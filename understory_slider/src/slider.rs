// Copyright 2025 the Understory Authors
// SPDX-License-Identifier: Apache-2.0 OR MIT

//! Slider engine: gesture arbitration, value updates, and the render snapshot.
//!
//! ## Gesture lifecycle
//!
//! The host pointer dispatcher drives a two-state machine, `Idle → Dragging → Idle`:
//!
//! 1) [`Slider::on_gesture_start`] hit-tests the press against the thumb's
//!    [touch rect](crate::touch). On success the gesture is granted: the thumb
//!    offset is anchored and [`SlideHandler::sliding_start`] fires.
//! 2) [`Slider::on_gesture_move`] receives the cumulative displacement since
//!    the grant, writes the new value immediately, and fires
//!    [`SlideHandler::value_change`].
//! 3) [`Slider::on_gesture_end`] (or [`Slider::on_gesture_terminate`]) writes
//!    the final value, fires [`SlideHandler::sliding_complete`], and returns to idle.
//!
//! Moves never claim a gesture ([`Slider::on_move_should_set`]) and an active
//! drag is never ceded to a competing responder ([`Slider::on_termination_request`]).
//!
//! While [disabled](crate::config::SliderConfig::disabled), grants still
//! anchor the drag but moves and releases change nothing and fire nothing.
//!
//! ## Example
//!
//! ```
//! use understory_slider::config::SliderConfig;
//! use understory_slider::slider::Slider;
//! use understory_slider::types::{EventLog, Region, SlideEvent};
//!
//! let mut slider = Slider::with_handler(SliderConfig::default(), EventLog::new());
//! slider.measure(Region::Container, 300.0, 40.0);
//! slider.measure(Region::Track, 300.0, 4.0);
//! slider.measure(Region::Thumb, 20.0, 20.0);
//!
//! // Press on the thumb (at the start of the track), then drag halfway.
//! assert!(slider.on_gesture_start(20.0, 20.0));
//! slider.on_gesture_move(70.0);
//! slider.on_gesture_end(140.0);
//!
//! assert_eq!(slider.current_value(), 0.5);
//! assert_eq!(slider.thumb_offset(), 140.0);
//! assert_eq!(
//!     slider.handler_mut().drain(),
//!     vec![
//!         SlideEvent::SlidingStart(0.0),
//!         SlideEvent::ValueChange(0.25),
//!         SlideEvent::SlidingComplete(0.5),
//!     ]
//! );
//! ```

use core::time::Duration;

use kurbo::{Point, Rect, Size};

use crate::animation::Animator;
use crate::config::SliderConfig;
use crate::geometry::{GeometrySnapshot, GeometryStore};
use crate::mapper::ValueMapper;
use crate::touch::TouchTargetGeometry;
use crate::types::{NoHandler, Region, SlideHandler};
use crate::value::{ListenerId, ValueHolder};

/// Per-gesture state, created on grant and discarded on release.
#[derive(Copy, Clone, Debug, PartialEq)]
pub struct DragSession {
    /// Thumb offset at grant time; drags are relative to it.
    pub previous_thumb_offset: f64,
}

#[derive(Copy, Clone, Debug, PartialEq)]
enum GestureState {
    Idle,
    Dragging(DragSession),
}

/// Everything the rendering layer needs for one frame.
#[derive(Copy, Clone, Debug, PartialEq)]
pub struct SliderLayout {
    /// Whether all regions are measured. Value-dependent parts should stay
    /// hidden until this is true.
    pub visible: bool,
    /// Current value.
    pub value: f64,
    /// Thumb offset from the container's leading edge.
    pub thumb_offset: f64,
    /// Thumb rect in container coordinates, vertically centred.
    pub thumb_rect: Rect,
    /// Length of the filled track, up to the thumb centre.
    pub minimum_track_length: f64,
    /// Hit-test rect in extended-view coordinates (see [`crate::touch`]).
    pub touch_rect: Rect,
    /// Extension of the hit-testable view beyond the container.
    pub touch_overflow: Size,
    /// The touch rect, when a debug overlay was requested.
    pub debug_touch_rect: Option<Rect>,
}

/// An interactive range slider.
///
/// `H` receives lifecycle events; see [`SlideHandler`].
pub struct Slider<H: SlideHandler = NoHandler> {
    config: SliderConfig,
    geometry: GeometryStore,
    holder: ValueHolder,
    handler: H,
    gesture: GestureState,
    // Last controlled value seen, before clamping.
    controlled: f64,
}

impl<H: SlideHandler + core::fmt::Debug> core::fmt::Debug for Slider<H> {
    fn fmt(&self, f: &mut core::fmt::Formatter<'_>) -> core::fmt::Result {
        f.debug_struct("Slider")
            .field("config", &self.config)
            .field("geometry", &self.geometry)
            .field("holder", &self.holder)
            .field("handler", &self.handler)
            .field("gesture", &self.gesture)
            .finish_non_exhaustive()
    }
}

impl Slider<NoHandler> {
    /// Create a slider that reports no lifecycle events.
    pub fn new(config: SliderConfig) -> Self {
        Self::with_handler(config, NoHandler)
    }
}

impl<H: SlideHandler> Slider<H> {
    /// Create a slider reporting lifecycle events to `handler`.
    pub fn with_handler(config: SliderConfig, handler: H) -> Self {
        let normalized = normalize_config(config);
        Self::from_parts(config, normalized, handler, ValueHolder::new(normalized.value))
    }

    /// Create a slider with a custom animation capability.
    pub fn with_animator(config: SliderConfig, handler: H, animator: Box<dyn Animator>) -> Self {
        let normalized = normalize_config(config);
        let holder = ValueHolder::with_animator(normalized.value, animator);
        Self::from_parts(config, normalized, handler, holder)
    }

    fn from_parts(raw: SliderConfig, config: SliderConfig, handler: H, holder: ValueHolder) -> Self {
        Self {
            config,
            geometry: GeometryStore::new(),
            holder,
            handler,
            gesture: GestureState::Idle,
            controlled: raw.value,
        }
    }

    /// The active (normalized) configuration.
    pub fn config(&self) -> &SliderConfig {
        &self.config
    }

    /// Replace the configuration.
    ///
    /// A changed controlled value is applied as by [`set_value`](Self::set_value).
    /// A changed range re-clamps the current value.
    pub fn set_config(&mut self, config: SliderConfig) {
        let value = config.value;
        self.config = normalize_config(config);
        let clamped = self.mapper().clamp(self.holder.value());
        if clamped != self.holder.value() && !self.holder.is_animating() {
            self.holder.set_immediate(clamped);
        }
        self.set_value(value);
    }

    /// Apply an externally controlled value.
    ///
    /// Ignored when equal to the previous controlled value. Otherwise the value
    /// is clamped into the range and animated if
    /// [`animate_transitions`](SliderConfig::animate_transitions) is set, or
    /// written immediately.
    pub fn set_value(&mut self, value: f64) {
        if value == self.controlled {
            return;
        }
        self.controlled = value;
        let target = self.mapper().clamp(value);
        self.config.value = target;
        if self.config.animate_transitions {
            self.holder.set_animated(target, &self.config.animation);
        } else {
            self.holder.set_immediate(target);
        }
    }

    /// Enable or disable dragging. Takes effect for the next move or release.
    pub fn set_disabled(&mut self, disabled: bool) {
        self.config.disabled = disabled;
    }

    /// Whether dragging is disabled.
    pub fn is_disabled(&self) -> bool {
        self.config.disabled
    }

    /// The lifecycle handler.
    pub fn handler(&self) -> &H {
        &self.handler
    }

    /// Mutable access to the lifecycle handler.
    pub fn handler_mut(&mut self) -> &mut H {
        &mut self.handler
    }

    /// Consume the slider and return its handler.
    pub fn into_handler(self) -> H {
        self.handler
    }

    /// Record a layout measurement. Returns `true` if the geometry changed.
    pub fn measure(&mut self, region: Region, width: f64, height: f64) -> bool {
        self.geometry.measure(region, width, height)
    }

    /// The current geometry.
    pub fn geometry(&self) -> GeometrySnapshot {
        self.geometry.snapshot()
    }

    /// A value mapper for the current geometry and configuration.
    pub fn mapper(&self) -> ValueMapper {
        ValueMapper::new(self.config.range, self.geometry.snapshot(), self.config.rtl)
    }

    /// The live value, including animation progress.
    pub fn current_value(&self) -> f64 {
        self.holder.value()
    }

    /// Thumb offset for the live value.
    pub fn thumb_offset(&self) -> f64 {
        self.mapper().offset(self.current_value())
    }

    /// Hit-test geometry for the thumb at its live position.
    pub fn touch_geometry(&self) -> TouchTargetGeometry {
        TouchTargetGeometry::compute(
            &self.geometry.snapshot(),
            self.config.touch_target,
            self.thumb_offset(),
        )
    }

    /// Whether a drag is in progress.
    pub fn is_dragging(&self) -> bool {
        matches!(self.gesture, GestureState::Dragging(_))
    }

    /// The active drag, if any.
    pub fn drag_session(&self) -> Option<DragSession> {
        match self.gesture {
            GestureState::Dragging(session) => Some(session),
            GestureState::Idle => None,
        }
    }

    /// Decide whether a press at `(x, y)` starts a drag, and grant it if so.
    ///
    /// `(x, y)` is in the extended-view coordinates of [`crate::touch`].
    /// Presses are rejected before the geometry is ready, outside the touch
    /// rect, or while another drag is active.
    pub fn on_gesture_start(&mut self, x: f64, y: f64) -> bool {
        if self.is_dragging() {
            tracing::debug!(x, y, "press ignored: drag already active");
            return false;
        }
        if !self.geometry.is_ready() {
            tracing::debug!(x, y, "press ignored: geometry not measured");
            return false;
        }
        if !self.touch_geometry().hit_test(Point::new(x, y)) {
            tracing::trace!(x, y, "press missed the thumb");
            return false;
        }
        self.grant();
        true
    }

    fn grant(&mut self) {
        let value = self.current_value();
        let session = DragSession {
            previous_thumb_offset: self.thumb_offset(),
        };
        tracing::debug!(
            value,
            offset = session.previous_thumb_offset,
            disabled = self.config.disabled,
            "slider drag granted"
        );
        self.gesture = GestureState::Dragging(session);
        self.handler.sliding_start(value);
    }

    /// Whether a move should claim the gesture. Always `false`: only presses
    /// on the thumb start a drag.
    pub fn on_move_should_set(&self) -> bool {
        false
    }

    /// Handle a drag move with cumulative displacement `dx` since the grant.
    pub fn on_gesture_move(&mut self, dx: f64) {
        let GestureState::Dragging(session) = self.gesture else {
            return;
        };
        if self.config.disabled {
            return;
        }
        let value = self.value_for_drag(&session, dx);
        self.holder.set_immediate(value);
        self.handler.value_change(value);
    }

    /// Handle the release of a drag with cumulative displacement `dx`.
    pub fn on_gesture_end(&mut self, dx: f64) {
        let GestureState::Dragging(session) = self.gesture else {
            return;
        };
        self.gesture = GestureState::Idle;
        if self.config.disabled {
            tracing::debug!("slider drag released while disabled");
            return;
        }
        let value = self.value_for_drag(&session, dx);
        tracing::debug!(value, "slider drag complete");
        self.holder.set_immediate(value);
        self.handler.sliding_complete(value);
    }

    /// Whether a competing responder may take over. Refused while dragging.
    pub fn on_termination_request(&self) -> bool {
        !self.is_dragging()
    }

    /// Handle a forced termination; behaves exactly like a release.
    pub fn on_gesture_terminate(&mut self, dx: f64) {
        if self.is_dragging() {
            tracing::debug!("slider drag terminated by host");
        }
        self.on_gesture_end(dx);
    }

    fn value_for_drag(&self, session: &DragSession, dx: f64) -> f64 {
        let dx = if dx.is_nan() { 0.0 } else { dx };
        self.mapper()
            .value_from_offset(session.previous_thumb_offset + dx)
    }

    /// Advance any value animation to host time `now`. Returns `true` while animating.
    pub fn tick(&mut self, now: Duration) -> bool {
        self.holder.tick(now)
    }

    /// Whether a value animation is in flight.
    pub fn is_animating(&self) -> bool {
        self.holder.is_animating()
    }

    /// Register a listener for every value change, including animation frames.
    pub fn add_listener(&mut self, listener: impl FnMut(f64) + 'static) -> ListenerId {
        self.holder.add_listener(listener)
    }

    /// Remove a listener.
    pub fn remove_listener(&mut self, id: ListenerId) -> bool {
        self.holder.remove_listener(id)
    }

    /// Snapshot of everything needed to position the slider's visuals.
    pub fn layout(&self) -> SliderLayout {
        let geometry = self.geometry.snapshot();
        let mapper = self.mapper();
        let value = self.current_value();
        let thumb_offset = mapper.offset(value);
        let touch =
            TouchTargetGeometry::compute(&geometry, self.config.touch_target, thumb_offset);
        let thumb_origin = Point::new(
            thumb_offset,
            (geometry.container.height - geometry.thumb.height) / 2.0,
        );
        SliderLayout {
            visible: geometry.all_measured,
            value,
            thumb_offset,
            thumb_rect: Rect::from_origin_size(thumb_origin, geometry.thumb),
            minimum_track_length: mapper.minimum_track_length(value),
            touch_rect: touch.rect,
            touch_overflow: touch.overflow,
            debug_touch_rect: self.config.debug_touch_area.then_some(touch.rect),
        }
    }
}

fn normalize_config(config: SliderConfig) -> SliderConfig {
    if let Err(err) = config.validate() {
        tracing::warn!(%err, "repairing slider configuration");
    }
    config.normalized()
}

========================================

### Requirement
Lines with "core": state how many there are in the records, and nothing more.

### Solved exercise
3